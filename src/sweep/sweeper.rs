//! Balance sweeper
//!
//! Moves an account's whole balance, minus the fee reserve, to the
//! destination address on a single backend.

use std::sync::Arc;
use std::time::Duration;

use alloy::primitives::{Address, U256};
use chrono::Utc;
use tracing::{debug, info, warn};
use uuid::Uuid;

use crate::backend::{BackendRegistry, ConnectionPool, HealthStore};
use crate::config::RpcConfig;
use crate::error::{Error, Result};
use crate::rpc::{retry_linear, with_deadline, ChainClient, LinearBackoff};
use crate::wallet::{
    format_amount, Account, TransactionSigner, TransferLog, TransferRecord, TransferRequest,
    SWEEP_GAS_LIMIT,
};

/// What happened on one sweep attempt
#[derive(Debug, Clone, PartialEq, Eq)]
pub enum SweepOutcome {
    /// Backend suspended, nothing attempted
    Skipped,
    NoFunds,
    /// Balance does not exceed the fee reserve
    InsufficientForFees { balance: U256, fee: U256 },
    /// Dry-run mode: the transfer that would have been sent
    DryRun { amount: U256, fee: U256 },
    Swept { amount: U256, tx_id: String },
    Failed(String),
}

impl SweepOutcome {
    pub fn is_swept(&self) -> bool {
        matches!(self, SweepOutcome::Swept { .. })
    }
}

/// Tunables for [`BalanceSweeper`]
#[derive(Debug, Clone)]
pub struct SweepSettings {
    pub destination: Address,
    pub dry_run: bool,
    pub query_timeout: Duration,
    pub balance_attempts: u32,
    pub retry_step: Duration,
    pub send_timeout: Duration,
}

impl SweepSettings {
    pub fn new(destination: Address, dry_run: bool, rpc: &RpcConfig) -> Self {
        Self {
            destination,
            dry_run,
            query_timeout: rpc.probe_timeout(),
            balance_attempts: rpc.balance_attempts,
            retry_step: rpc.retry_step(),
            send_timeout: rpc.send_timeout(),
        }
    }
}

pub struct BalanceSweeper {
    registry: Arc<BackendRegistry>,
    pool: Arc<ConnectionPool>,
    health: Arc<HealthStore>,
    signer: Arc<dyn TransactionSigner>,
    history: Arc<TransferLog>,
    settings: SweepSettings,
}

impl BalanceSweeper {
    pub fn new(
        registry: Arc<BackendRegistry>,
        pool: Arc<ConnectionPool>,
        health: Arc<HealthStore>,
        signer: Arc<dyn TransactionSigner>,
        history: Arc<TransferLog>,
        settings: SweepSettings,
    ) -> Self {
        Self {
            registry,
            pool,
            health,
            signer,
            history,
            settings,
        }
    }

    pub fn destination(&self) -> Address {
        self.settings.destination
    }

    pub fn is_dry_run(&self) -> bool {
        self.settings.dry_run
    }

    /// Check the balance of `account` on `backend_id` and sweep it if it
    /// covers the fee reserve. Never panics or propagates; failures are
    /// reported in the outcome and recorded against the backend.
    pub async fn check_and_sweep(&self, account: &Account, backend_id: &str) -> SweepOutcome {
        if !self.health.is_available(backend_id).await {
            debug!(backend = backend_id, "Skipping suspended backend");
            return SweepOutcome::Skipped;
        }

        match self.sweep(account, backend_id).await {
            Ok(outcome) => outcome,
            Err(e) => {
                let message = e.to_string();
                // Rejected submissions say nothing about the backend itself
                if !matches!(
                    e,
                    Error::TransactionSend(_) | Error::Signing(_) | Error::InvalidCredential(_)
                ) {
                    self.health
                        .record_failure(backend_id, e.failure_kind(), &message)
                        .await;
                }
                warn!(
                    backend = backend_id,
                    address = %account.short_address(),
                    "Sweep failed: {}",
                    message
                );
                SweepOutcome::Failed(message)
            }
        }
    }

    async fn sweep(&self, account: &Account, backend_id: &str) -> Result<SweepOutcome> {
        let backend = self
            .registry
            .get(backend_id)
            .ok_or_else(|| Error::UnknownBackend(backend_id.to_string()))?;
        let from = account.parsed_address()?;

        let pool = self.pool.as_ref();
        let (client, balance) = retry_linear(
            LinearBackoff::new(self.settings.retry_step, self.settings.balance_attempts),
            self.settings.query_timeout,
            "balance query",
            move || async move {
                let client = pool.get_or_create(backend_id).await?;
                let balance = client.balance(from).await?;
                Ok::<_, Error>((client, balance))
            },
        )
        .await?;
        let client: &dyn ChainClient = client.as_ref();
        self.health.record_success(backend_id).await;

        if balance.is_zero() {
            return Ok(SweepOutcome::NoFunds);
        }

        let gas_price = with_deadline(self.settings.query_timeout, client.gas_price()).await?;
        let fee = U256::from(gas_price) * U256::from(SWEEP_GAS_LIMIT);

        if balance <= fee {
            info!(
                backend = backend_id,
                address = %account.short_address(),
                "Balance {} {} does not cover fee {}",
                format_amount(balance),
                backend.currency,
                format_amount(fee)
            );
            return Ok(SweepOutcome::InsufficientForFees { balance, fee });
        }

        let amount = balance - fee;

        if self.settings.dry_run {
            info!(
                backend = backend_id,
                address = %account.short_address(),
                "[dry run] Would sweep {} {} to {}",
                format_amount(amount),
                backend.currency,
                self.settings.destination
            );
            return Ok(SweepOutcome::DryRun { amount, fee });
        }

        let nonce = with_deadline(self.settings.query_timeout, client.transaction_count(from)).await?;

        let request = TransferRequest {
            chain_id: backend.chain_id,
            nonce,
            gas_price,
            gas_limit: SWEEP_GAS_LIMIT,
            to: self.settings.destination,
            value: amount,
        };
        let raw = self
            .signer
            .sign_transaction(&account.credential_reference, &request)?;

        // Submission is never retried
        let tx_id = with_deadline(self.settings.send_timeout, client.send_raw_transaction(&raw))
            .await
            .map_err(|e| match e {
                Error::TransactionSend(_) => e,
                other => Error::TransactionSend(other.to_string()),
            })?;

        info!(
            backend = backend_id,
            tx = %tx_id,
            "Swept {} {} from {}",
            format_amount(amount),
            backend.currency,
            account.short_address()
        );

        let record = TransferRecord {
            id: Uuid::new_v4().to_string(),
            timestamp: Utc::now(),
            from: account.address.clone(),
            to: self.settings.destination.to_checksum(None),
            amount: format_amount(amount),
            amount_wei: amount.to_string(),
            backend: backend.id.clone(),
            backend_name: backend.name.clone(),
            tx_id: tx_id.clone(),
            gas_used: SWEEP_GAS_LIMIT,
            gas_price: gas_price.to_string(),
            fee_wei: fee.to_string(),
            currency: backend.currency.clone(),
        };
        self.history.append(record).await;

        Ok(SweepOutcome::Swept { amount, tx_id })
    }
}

•••••

→ **Work item**: The expected output is every line from the material above where "Uuid" can be found.

→ **Answer to the exercise**:
use uuid::Uuid;
            id: Uuid::new_v4().to_string(),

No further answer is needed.